Le ASL hanno obblighi di vigilanza solo sulle cucine attraverso i servizi di igiene pubblica e laddove identifichino problemi (pavimenti o strutture non a norma, conservazione degli alimenti, rispetto della 'catena del freddo', protezione anti insetti e ratti, ecc.) redigono appositi verbali e danno delle prescrizioni alla direzione. Anche i servizi veterinari delle ASL contribuiscono alle verifiche dei prodotti alimentari e, laddove ci siano delle produzioni locali, al loro controllo”.

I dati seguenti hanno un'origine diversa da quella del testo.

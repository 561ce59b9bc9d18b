//! Database client metrics
//!
//! Instruments a relational database client's connection and statement
//! lifecycle and emits OpenTelemetry database client metrics:
//!
//! - `db.client.operation.duration` (ms) after query, exec and statement execute
//! - `db.client.response.returned_rows` after the same calls
//! - `db.client.connection.count` +1 on connect, -1 on close or shutdown
//! - `db.client.connection.create_time` (ms) after connecting
//! - `db.client.connection.error.count` / `db.client.operation.error.count` on failures
//!
//! Drivers are wrapped with [`InstrumentedConnector`]. Attributes come from
//! three layers merged at emission time: global, per connection (seeded from
//! the DSN) and per statement. The tracker never owns the connections and
//! statements it keeps state for; entries vanish with the objects.

pub mod attributes;
mod binder;
pub mod config;
pub mod driver;
pub mod dsn;
pub mod env_utils;
mod error;
pub mod global;
mod instrumented;
pub mod semconv;
pub mod sink;
pub mod sqlite;
pub mod store;
pub mod tracker;

pub use attributes::{AttributeLayer, AttributeValue, Attributes};
pub use binder::{DbMetrics, OperationOutcome, Tracked};
pub use config::MetricsConfig;
pub use driver::{Connector, DbConnection, DbStatement, ReturnedRows, SqlParam};
pub use dsn::{parse_dsn, DsnError};
pub use error::{DriverError, DriverResult};
pub use instrumented::{InstrumentedConnection, InstrumentedConnector, InstrumentedStatement};
pub use sink::{InMemorySink, MetricsSink, OtelMetricsSink};
pub use sqlite::SqliteConnector;
pub use store::{AssociationStore, EntityId, EntityKind, EntityRef};
pub use tracker::{MetricsTracker, TrackerOptions};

Abbiamo ancora chiesto come si affrontano i problemi alimentari in caso di malattie come il diabete, le allergie o davanti a particolari scelte culturali, religiose o altro.

“Una corretta alimentazione che risponda ad esigenze cliniche di numerose patologie che possono affliggere le persone detenute (uomini o donne) è una questione che si ripropone spesso, ma non sempre riesce ad avere una risposta adeguata. In particolare, quando il medico ha di fronte uno stato patologico che richiede una gestione del cibo particolare, questi segue alcune direttive che dovrebbero essere il più possibile personalizzate. Nella maggior parte dei casi, il medico redige uno schema dietetico che può essere o di semplici limitazioni in alcuni cibi con indicazioni di sostituzioni o preferenze (ad es. non carni rosse, ma solo quelle bianche e pesce, ecc.) oppure di proibizione assolute o relative (caramelle o dolciumi di fronte ad una patologia diabetica mal controllata). La restrizione più frequente è quella che riguarda il sale nelle persone ipertese o cardiopatiche. Per ciò che attiene a scelte razziali o religiose il problema è forse più semplice perche non passa attraverso una prescrizione medica, ma attraverso eventi organizzativi tra la direzione e la cucina. Esiste il 'vitto per musulmani' ecc. In situazione di prescrizioni dietetiche vere e proprie, dopo aver compilato lo schema alimentare, il medico lo fa consegnare in Direzione che o provvede all'acquisto di generi alimentari prescritti oppure da istruzioni alla cucina di ottemperare alla prescrizione per quanto possibile e nei tempi previsti. La verifica si basa quasi esclusivamente su quanto è riportato dalla paziente che ha una scarsa possibilità di verifica sul preparato. La scarsità di personale addetto alla sanità, il basso grado di professionalità specifiche che spesso si riscontra nelle cucine penitenziarie, rende il tema della dietetica in carcere un vulnus della permanenza delle persone detenute nelle carceri”.